Collaboration is one of the key aspects of the Accenture Way, the work culture and their approach to doing things for their clients and shareholders. I had a conversation Rob Harles and Jason Warnke at the end of last year to uncover what this means for Accenture in more detail. As Managing Director and Global Head of Social Business and Collaboration practice for Accenture Interactive, Rob Harles focuses on building social strategies for their medium and large enterprise clients. Jason Warnke leads the internal social enterprise program across Accenture’s global CIO organization, focusing on collaboration as well as extensive digital video broadcasts to their extended internal and external ecosystem. Collectively they bring not just the internal experience, but also that of the customers they serve.

To begin, Accenture has nearly 350,000 people spread globally, and a global collaboration infrastructure to support them. Per Mr. Warnke, this is organized into three key areas—content collaboration & search, video broadcast, and the digital workplace—together under a single heading as the Content & Knowledge platform. They have long held their Knowledge Exchange as the internal gold standard for documents and service assets. In addition they have the Stream, a company-wide activity stream that is also integrated with their business applications.

Such an activity stream is a design approach that exemplifies a leading philosophy in social business: build collaboration capabilities into the flows of what people do. It avoids a key problem about collaboration technologies: making people go somewhere out of their usual work spaces to collaborate, rather than doing it in the tools and processes they have to use in their job. On an implementation level, integrating enterprise processes into such activity streams is a continual evolving challenge, so I applaud Accenture’s effort on this front.

One curious thing about Accenture that Mr. Warnke noted was that they have mostly done away with office phones. Everything has moved over to videoconferencing with Skype. It makes sense particularly with consultants out in the field, at customer locations, or in transit. In addition, their video content has also moved to shorter lengths, in a talk show style: “snackable TV” as Mr. Warnke describes it.

What interests me is what they have done for their internal Learning models. They have had a Learning Management System (LMS) for a while but have a balance between traditional assigned and guided training, and the more dynamic performance support. In concept, the latter involves more than the common LMS approach of browse-and-search for courses, and instead allows people to find information, expertise, and learn new things, as they need it in performing their work. Accenture for example, supports searching for knowledge by social graph. They have professional communities that employees can rely on to get answers from the broader network, and not just the direct relationships one might have.

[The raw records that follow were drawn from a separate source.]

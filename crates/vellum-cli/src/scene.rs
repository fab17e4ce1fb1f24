//! Scene files.
//!
//! A scene is a TOML description of the shapes to draw. It is turned into an
//! element tree rooted at an `<svg>` element.
//!
//! ```toml
//! [canvas]
//! width = 200
//! height = 100
//!
//! [[shapes]]
//! kind = "line"
//! x1 = 10
//! y1 = 90
//! x2 = 190
//! y2 = 90
//! attributes = { stroke = "black" }
//!
//! [[shapes.markers]]
//! at = 0.5
//! radius = 3
//!
//! [[shapes.labels]]
//! at = 1.0
//! text = "x"
//! dy = 14
//! ```
//!
//! Markers and labels are placed on their line with
//! [`Element::along`], so they follow the line's final endpoints even when
//! `attributes` overrides them.

use std::collections::BTreeMap;

use log::{debug, trace};
use serde::Deserialize;

use vellum::{
    Element, ElementKind,
    config::StyleConfig,
    geometry::Point,
    stroke::StrokeDefinition,
    value::Value,
};

use crate::error::CliError;

/// A parsed scene file.
#[derive(Debug, Default, Deserialize)]
pub struct Scene {
    #[serde(default)]
    canvas: Canvas,

    #[serde(default)]
    shapes: Vec<ShapeSpec>,
}

#[derive(Debug, Default, Deserialize)]
struct Canvas {
    width: Option<f32>,
    height: Option<f32>,
    view_box: Option<String>,
}

#[derive(Debug, Deserialize)]
struct ShapeSpec {
    #[serde(flatten)]
    shape: Shape,

    #[serde(default)]
    attributes: BTreeMap<String, AttributeSpec>,
}

#[derive(Debug, Deserialize)]
#[serde(tag = "kind", rename_all = "lowercase")]
enum Shape {
    Rect {
        x: f32,
        y: f32,
        width: f32,
        height: f32,
    },
    Circle {
        cx: f32,
        cy: f32,
        r: f32,
    },
    Line {
        x1: f32,
        y1: f32,
        x2: f32,
        y2: f32,
        #[serde(default)]
        markers: Vec<Marker>,
        #[serde(default)]
        labels: Vec<Label>,
    },
    Text {
        x: f32,
        y: f32,
        text: String,
    },
    Path {
        points: Vec<[f32; 2]>,
        #[serde(default)]
        closed: bool,
    },
    Group {
        #[serde(default)]
        shapes: Vec<ShapeSpec>,
    },
}

/// A dot drawn at a fraction of a line's length
#[derive(Debug, Deserialize)]
struct Marker {
    at: f32,
    #[serde(default = "default_marker_radius")]
    radius: f32,
}

fn default_marker_radius() -> f32 {
    2.0
}

/// A text label anchored at a fraction of a line's length, shifted by `dy`
#[derive(Debug, Deserialize)]
struct Label {
    at: f32,
    text: String,
    #[serde(default)]
    dy: f32,
}

#[derive(Debug, Deserialize)]
#[serde(untagged)]
enum AttributeSpec {
    Integer(i64),
    Float(f64),
    Bool(bool),
    Text(String),
}

impl From<&AttributeSpec> for Value {
    fn from(spec: &AttributeSpec) -> Self {
        match spec {
            AttributeSpec::Integer(value) => Value::from(*value),
            AttributeSpec::Float(value) => Value::from(*value),
            AttributeSpec::Bool(value) => Value::from(*value),
            AttributeSpec::Text(value) => Value::from(value),
        }
    }
}

impl Scene {
    /// Parses a scene from TOML text.
    ///
    /// # Errors
    ///
    /// Returns [`CliError::Scene`] with the TOML error message.
    pub fn parse(source: &str) -> Result<Self, CliError> {
        let scene: Scene = toml::from_str(source).map_err(|err| CliError::Scene(err.to_string()))?;
        debug!(shapes = scene.shapes.len(); "Scene parsed");
        Ok(scene)
    }

    /// Builds the element tree for this scene.
    ///
    /// The style's background color becomes a full-size rectangle behind
    /// every shape; its stroke is applied to outlined shapes before their
    /// own attributes, so per-shape attributes win.
    ///
    /// # Errors
    ///
    /// Returns an error for invalid style colors or when a line's
    /// coordinates, as overridden by its attributes, are not numeric.
    pub fn build(&self, style: &StyleConfig) -> Result<Element, CliError> {
        let mut root = Element::svg();
        if let Some(width) = self.canvas.width {
            root.set_attribute("width", width);
        }
        if let Some(height) = self.canvas.height {
            root.set_attribute("height", height);
        }
        if let Some(view_box) = &self.canvas.view_box {
            root.set_attribute("viewBox", view_box);
        }

        if let Some(color) = style.background_color().map_err(CliError::InvalidConfig)? {
            root.add_child(Element::with_attributes(
                ElementKind::Rect,
                [("width", "100%"), ("height", "100%")],
            ))
            .set_fill(color);
        }

        let stroke = style.stroke().map_err(CliError::InvalidConfig)?;
        for spec in &self.shapes {
            spec.build_into(&mut root, stroke.as_ref())?;
        }

        Ok(root)
    }
}

impl ShapeSpec {
    fn build_into(&self, parent: &mut Element, stroke: Option<&StrokeDefinition>) -> Result<(), CliError> {
        let mut element = match &self.shape {
            Shape::Rect {
                x,
                y,
                width,
                height,
            } => Element::rect(*x, *y, *width, *height),
            Shape::Circle { cx, cy, r } => Element::circle(*cx, *cy, *r),
            Shape::Line { x1, y1, x2, y2, .. } => Element::line(*x1, *y1, *x2, *y2),
            Shape::Text { x, y, text } => Element::text(*x, *y, text.as_str()),
            Shape::Path { points, closed } => {
                let mut path = Element::path();
                for [x, y] in points {
                    path.line_to(*x, *y)?;
                }
                if *closed {
                    path.close_path()?;
                }
                path
            }
            Shape::Group { shapes } => {
                let mut group = Element::group();
                for spec in shapes {
                    spec.build_into(&mut group, stroke)?;
                }
                group
            }
        };

        let outlined = matches!(
            element.kind(),
            ElementKind::Rect | ElementKind::Circle | ElementKind::Line | ElementKind::Path(_)
        );
        if let (Some(stroke), true) = (stroke, outlined) {
            element.set_stroke(stroke);
        }

        for (name, value) in &self.attributes {
            element.set_attribute(name, value);
        }

        trace!(tag = element.tag(); "Shape built");

        if let Shape::Line {
            markers, labels, ..
        } = &self.shape
        {
            let placed = place_along(&element, markers, labels)?;
            parent.add_child(element);
            parent.add_children(placed);
        } else {
            parent.add_child(element);
        }

        Ok(())
    }
}

/// Creates the marker and label elements positioned along `line`.
fn place_along(line: &Element, markers: &[Marker], labels: &[Label]) -> Result<Vec<Element>, CliError> {
    let point_at = |fraction: f32| -> Result<Point, CliError> {
        line.along(fraction)?
            .ok_or_else(|| CliError::Scene("line is missing an endpoint".to_string()))
    };

    let mut placed = Vec::with_capacity(markers.len() + labels.len());
    for marker in markers {
        placed.push(Element::circle_at(point_at(marker.at)?, marker.radius));
    }
    for label in labels {
        let anchor = point_at(label.at)?;
        placed.push(Element::text(anchor.x(), anchor.y() + label.dy, label.text.as_str()));
    }

    Ok(placed)
}

#[cfg(test)]
mod tests {
    use super::*;

    fn build(source: &str) -> Element {
        Scene::parse(source)
            .expect("scene should parse")
            .build(&StyleConfig::default())
            .expect("scene should build")
    }

    #[test]
    fn test_empty_scene_is_a_bare_root() {
        let root = build("");
        assert_eq!(root.tag(), "svg");
        assert!(root.children().is_empty());
    }

    #[test]
    fn test_canvas_sets_root_attributes() {
        let root = build("[canvas]\nwidth = 200\nheight = 100.5\nview_box = \"0 0 200 100\"\n");
        assert_eq!(root.attribute("width"), Some("200"));
        assert_eq!(root.attribute("height"), Some("100.5"));
        assert_eq!(root.attribute("viewBox"), Some("0 0 200 100"));
    }

    #[test]
    fn test_shapes_with_attributes() {
        let root = build(
            r#"
            [[shapes]]
            kind = "rect"
            x = 1
            y = 2
            width = 3
            height = 4
            attributes = { fill = "red", rx = 2, opacity = 0.5, visible = true }
            "#,
        );

        let rect = &root.children()[0];
        assert_eq!(rect.tag(), "rect");
        assert_eq!(rect.attribute("width"), Some("3"));
        assert_eq!(rect.attribute("fill"), Some("red"));
        assert_eq!(rect.attribute("rx"), Some("2"));
        assert_eq!(rect.attribute("opacity"), Some("0.5"));
        assert_eq!(rect.attribute("visible"), Some("true"));
    }

    #[test]
    fn test_line_markers_and_labels_follow_the_line() {
        let root = build(
            r#"
            [[shapes]]
            kind = "line"
            x1 = 0
            y1 = 0
            x2 = 10
            y2 = 0

            [[shapes.markers]]
            at = 0.5

            [[shapes.labels]]
            at = 1.0
            text = "end"
            dy = 4
            "#,
        );

        let children = root.children();
        assert_eq!(children.len(), 3);
        assert_eq!(children[0].tag(), "line");

        assert_eq!(children[1].tag(), "circle");
        assert_eq!(children[1].attribute("cx"), Some("5"));
        assert_eq!(children[1].attribute("r"), Some("2"));

        assert_eq!(children[2].content(), Some("end"));
        assert_eq!(children[2].attribute("x"), Some("10"));
        assert_eq!(children[2].attribute("y"), Some("4"));
    }

    #[test]
    fn test_vertical_line_marker() {
        let root = build(
            r#"
            [[shapes]]
            kind = "line"
            x1 = 3
            y1 = 10
            x2 = 3
            y2 = 0
            markers = [{ at = 0.25, radius = 1 }]
            "#,
        );

        let marker = &root.children()[1];
        assert_eq!(marker.attribute("cx"), Some("3"));
        assert_eq!(marker.attribute("cy"), Some("7.5"));
    }

    #[test]
    fn test_overridden_endpoint_moves_markers() {
        let root = build(
            r#"
            [[shapes]]
            kind = "line"
            x1 = 0
            y1 = 0
            x2 = 10
            y2 = 0
            attributes = { x2 = 20 }
            markers = [{ at = 0.5 }]
            "#,
        );

        assert_eq!(root.children()[1].attribute("cx"), Some("10"));
    }

    #[test]
    fn test_non_numeric_endpoint_is_an_error() {
        let scene = Scene::parse(
            r#"
            [[shapes]]
            kind = "line"
            x1 = 0
            y1 = 0
            x2 = 10
            y2 = 0
            attributes = { y2 = "bottom" }
            markers = [{ at = 0.5 }]
            "#,
        )
        .unwrap();

        let err = scene.build(&StyleConfig::default()).unwrap_err();
        assert!(matches!(err, CliError::Render(_)));
    }

    #[test]
    fn test_closed_path() {
        let root = build(
            r#"
            [[shapes]]
            kind = "path"
            points = [[0, 0], [10, 0], [10, 10]]
            closed = true
            "#,
        );

        assert_eq!(
            root.children()[0].attribute("d"),
            Some("M 0 0 L 10 0 L 10 10 L 0 0")
        );
    }

    #[test]
    fn test_nested_groups() {
        let root = build(
            r#"
            [[shapes]]
            kind = "group"
            attributes = { id = "outer" }

            [[shapes.shapes]]
            kind = "text"
            x = 1
            y = 1
            text = "inner"
            "#,
        );

        let group = &root.children()[0];
        assert_eq!(group.attribute("id"), Some("outer"));
        assert_eq!(group.children()[0].content(), Some("inner"));
    }

    #[test]
    fn test_style_applies_background_and_default_stroke() {
        let style: StyleConfig = toml::from_str(
            "background_color = \"white\"\nstroke_color = \"gray\"\nstroke_width = 2\n",
        )
        .unwrap();
        let scene = Scene::parse(
            r#"
            [[shapes]]
            kind = "circle"
            cx = 1
            cy = 1
            r = 1

            [[shapes]]
            kind = "text"
            x = 0
            y = 0
            text = "plain"

            [[shapes]]
            kind = "rect"
            x = 0
            y = 0
            width = 1
            height = 1
            attributes = { stroke-width = 5 }
            "#,
        )
        .unwrap();

        let root = scene.build(&style).unwrap();
        let children = root.children();

        assert_eq!(children[0].attribute("width"), Some("100%"));
        assert_eq!(children[0].attribute("fill"), Some("white"));
        assert_eq!(children[1].attribute("stroke"), Some("gray"));
        assert_eq!(children[1].attribute("stroke-width"), Some("2"));
        assert_eq!(children[2].attribute("stroke"), None);
        assert_eq!(children[3].attribute("stroke-width"), Some("5"));
    }

    #[test]
    fn test_unknown_kind_is_a_scene_error() {
        let err = Scene::parse("[[shapes]]\nkind = \"hexagon\"\n").unwrap_err();
        assert!(matches!(err, CliError::Scene(_)));
    }
}
//! Vellum Core Types
//!
//! This crate provides the foundational types shared by the Vellum element
//! tree. It includes:
//!
//! - **Geometry**: Points and line segments with along-the-segment placement ([`geometry`] module)
//! - **Values**: Attribute values with numeric-to-text coercion ([`value::Value`])
//! - **Colors**: Color handling with CSS color support ([`color::Color`])
//! - **Strokes**: Stroke styling mapped to SVG attributes ([`stroke`] module)

pub mod color;
pub mod geometry;
pub mod stroke;
pub mod value;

Accenture has moved into gamification on a broad level, giving points to employees for many different aspects that encourage connectivity, learning and competition. There are points for taking courses, answering questions, creating content, referencing and more. The main point is to work to the nature of their employees to want to gain the next level of skill, not just as individuals, but socially known and respected by others in the company.

In addition, they have knit some of their internal communities together with customers to bring in ideas from outside the organization. In this way, Accenture is also giving their clients a feel for the culture of a collaborative organization. Per Mr. Harles, “A client will say they want a culture that is much more collaborative. But what they are really saying is 'How can I put technology to make that happen?' You have to have culture first before the tech.

Mr. Harles: “How do you want to interact with your customers, vendors, [and others] more effectively? It’s a big leap. Psychological one. We don’t think there is one platform for all of these things.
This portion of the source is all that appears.